THE DATA:
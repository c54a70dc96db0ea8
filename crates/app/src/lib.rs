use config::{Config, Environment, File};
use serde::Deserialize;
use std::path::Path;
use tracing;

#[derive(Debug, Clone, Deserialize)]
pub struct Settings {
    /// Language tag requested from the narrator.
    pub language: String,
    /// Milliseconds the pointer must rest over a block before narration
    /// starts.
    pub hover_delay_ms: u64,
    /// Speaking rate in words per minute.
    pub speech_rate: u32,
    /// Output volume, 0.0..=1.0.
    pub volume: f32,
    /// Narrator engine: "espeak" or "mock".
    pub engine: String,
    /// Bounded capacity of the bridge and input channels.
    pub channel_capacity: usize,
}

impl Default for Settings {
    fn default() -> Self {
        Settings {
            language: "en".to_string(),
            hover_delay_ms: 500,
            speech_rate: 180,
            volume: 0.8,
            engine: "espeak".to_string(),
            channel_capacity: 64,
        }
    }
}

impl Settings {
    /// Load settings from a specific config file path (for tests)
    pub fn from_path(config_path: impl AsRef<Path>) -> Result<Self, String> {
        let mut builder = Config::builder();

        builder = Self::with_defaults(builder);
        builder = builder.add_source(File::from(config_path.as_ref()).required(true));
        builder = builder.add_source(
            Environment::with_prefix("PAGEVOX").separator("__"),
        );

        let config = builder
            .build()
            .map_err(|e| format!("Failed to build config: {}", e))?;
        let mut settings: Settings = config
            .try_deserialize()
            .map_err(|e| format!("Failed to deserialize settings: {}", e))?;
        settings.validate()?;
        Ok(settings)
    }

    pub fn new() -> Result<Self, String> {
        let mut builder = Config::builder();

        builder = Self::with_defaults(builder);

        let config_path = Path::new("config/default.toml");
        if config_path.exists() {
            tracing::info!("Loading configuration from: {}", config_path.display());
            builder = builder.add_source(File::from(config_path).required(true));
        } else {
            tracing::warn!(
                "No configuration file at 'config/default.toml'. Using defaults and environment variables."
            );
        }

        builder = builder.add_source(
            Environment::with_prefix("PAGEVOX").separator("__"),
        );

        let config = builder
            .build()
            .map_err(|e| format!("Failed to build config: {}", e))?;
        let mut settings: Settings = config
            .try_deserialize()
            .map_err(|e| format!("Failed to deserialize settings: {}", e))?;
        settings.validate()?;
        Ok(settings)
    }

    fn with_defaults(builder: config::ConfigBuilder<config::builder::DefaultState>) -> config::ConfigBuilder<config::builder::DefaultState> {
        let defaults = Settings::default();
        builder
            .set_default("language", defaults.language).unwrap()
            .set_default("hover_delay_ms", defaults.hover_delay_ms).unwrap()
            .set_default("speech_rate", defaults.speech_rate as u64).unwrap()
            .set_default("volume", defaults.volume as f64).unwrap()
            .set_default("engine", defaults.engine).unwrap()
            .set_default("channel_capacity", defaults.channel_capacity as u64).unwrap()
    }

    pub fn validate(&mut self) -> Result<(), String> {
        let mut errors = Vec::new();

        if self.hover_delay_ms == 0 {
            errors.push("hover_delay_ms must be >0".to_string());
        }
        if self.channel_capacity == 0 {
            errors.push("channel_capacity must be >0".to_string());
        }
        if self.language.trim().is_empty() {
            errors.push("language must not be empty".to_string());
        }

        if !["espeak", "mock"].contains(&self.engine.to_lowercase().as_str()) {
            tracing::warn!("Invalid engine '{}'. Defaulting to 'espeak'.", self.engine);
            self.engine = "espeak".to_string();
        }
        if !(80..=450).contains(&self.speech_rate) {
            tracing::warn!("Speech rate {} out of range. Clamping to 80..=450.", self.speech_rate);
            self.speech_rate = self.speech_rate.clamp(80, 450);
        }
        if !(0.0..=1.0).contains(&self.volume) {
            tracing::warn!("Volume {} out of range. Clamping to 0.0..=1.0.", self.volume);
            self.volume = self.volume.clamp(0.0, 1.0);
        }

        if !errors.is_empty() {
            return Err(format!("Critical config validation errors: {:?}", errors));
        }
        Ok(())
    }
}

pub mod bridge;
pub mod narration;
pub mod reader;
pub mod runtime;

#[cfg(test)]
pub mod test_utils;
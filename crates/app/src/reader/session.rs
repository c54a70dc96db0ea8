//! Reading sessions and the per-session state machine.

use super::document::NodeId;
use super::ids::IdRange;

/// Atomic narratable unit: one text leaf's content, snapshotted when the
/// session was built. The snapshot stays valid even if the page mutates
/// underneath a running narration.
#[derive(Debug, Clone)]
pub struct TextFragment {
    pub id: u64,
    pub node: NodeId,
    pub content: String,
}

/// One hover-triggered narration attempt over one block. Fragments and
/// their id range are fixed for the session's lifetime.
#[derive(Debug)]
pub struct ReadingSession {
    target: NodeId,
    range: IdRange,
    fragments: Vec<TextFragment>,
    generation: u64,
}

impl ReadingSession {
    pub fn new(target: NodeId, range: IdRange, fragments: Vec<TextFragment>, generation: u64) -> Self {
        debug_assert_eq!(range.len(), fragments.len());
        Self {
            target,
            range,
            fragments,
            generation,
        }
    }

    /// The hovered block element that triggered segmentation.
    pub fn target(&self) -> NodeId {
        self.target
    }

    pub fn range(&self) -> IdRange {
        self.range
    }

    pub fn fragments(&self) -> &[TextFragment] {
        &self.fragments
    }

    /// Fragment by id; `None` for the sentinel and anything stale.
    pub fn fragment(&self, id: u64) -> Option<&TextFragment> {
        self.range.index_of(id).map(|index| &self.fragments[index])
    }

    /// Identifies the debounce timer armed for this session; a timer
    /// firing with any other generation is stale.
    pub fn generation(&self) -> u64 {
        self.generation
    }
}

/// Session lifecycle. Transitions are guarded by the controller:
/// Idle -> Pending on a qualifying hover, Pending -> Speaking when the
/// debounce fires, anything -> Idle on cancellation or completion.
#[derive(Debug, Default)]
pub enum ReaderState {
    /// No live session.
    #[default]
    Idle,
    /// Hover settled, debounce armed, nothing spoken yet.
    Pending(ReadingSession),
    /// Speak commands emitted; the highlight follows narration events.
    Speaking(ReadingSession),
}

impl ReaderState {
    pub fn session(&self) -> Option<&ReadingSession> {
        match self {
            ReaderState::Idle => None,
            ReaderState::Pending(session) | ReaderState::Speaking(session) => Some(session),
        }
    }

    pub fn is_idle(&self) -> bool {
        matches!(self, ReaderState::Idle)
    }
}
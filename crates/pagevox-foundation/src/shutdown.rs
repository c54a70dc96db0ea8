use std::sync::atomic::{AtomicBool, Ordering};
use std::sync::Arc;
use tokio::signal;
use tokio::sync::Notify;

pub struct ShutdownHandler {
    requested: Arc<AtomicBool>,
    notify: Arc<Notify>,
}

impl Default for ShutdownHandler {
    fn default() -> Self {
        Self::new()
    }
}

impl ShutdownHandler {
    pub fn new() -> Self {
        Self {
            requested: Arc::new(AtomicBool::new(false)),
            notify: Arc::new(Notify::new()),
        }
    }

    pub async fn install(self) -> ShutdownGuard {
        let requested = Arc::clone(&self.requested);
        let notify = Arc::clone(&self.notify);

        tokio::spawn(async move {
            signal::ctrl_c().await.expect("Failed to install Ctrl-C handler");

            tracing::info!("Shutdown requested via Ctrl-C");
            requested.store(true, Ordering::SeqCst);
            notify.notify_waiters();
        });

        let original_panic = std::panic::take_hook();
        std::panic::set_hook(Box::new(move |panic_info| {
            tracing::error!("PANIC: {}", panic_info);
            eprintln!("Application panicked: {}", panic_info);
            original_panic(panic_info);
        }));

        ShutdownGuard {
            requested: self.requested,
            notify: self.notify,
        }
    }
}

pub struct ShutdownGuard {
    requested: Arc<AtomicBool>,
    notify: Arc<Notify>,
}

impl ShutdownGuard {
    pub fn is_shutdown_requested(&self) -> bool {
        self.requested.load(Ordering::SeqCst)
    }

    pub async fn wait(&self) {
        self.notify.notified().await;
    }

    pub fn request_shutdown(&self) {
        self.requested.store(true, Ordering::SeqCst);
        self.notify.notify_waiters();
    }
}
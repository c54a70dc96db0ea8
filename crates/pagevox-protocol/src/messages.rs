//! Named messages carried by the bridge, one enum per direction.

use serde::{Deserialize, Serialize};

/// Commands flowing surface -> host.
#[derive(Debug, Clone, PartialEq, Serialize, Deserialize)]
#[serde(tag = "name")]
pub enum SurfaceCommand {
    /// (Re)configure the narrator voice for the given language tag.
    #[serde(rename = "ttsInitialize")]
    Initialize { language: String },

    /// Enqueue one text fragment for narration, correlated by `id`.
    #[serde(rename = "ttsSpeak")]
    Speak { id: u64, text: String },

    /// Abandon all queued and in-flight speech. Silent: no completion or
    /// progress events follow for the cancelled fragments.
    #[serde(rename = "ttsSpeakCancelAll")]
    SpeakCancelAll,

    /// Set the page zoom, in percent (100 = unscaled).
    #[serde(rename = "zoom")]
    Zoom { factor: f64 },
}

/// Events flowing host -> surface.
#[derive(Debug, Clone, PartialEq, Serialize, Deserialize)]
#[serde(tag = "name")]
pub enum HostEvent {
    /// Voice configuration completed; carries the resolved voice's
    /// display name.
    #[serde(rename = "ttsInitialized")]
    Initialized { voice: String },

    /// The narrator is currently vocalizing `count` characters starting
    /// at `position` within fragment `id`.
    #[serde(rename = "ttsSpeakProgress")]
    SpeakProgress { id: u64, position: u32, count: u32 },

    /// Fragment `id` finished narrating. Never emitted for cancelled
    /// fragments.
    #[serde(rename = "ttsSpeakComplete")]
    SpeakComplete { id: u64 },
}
--
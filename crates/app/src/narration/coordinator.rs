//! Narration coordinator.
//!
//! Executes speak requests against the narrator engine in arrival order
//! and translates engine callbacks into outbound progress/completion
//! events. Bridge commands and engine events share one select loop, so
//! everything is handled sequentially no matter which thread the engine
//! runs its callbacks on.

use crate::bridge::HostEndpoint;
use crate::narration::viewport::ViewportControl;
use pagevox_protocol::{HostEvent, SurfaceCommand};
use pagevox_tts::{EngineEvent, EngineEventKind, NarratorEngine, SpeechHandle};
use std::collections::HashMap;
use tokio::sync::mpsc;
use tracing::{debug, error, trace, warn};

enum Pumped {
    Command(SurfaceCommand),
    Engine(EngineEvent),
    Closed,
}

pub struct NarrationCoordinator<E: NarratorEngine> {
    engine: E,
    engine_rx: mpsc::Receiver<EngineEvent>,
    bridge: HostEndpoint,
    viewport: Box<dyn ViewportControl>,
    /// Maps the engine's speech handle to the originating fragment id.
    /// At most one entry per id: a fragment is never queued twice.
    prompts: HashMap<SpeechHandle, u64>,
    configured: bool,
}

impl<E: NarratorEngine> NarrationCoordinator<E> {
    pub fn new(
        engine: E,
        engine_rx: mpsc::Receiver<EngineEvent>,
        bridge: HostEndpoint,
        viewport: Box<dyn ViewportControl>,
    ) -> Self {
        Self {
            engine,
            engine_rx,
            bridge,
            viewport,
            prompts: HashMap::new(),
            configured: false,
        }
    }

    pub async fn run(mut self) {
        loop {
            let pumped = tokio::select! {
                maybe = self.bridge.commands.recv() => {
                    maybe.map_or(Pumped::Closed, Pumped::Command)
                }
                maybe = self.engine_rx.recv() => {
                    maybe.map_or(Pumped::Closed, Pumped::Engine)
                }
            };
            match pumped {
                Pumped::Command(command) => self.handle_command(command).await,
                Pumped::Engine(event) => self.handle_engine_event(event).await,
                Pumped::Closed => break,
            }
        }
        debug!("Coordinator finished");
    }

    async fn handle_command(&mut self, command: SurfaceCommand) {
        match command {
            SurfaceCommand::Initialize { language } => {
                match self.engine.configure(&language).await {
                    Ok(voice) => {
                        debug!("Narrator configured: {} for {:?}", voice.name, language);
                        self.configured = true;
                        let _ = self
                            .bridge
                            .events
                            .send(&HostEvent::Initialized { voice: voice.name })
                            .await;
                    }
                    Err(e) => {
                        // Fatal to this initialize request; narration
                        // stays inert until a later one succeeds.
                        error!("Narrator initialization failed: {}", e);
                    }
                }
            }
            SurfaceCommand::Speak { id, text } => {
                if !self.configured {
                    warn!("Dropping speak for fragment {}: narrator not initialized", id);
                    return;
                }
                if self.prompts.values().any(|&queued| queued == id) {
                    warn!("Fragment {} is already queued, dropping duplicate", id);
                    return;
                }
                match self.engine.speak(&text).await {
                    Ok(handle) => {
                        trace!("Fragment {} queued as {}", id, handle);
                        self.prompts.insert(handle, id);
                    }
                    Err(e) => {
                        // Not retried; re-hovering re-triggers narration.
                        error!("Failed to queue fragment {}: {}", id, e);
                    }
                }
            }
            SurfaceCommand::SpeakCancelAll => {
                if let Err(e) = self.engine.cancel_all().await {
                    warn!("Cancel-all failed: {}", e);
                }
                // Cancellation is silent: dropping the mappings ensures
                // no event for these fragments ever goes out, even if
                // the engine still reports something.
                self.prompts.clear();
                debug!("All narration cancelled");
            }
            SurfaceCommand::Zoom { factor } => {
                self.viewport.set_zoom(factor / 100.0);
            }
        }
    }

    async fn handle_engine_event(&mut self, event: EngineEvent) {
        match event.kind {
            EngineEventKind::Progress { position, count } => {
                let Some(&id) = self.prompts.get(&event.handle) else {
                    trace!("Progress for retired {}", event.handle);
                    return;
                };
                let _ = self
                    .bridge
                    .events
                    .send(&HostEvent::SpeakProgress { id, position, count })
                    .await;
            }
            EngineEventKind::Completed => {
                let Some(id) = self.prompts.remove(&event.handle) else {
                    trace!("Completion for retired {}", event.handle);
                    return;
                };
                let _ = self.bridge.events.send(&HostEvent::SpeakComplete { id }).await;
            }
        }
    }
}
* * *
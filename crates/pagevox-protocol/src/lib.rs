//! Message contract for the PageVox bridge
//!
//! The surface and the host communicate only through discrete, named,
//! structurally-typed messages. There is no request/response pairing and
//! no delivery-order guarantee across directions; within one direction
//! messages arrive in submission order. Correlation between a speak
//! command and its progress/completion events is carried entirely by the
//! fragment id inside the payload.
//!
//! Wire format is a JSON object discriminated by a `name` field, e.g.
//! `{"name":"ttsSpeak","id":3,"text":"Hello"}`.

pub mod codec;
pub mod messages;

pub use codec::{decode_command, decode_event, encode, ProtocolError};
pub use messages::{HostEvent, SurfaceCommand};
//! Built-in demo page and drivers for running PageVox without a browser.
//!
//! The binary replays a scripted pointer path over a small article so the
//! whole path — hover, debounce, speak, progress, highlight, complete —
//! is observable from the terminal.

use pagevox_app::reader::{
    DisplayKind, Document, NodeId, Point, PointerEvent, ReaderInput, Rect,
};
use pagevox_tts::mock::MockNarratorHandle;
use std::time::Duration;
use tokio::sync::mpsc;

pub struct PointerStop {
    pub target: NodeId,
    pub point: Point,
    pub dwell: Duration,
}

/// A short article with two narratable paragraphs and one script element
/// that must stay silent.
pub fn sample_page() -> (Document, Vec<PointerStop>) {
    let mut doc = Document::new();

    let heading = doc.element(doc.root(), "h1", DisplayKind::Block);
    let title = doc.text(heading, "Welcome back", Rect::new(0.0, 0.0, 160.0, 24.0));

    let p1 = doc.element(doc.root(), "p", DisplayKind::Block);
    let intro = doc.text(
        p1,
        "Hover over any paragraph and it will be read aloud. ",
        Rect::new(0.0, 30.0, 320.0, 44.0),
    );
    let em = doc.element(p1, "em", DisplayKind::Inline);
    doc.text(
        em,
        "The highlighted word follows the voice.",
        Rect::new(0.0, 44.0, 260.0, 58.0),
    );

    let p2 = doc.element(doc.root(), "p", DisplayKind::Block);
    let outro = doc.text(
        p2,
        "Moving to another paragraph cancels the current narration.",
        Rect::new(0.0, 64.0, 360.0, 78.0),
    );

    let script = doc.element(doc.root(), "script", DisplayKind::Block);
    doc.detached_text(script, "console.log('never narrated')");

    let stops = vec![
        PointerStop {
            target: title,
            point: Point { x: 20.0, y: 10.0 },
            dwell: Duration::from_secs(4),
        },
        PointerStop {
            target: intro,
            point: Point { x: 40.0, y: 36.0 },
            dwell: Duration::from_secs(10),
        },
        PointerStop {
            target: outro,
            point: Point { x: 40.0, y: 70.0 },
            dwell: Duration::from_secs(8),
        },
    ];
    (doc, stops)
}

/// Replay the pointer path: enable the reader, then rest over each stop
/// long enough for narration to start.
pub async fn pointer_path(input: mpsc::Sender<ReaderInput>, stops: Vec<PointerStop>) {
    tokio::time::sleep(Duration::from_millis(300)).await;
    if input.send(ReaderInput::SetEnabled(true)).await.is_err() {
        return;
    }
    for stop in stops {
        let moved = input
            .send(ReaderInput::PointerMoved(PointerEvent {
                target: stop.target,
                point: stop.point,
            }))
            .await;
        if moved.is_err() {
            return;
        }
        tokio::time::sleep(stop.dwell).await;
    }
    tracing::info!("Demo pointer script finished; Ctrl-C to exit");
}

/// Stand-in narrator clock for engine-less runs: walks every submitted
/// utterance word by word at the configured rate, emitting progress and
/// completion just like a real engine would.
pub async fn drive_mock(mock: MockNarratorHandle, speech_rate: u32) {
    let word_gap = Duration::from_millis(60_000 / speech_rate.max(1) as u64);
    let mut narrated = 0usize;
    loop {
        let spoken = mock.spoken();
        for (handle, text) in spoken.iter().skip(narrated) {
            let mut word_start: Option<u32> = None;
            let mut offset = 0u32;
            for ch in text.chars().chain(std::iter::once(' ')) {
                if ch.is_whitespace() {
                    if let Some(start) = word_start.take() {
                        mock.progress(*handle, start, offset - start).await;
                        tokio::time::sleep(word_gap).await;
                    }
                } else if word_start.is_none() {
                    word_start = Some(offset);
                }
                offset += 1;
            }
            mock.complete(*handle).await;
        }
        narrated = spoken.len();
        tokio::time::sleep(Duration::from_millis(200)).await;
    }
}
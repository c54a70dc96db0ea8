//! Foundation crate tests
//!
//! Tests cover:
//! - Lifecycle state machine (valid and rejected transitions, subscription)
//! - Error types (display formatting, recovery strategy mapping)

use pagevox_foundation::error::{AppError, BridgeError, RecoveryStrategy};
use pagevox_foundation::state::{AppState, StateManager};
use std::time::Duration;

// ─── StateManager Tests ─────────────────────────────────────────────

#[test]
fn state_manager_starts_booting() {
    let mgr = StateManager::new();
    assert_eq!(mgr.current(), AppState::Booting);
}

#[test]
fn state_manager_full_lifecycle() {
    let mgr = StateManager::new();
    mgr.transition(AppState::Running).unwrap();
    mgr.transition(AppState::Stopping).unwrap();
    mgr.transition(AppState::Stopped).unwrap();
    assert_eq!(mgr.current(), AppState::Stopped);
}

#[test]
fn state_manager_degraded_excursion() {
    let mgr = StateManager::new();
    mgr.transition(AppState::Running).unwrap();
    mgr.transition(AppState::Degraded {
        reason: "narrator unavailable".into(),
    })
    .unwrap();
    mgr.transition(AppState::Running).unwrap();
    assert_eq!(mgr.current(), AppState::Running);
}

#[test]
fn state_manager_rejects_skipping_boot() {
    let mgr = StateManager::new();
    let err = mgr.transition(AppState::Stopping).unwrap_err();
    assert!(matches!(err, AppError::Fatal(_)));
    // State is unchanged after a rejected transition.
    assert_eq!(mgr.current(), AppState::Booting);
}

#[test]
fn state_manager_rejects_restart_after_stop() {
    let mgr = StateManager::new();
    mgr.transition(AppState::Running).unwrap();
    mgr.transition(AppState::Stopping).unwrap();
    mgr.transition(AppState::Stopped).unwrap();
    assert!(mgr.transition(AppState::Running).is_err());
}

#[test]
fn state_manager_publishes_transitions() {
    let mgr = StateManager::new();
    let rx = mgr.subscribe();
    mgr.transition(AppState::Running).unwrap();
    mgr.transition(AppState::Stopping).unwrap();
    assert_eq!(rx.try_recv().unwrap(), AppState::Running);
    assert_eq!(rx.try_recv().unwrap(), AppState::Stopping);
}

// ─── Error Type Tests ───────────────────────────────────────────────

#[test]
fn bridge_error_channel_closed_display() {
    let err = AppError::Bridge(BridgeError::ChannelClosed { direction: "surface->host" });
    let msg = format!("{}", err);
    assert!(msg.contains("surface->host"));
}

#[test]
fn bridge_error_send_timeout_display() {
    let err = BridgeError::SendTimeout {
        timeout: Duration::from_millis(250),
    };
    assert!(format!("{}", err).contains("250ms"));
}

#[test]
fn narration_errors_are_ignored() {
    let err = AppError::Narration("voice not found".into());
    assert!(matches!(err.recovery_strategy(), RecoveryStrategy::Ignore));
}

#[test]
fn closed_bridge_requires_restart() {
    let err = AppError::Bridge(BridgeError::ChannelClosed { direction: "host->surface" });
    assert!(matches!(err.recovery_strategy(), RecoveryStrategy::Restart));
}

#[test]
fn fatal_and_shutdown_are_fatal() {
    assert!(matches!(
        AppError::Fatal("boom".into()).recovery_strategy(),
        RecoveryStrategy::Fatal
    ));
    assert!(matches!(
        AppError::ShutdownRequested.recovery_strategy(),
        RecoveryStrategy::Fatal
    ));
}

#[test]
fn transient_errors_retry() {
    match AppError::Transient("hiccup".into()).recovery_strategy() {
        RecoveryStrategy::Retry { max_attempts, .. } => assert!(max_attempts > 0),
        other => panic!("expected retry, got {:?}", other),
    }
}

WHAT YOU NEED TO DO: All lines above in which the word "SeqCst" occurs should be identified and copied.

RESULT OF THIS TASK:
            requested.store(true, Ordering::SeqCst);
        self.requested.load(Ordering::SeqCst)
        self.requested.store(true, Ordering::SeqCst);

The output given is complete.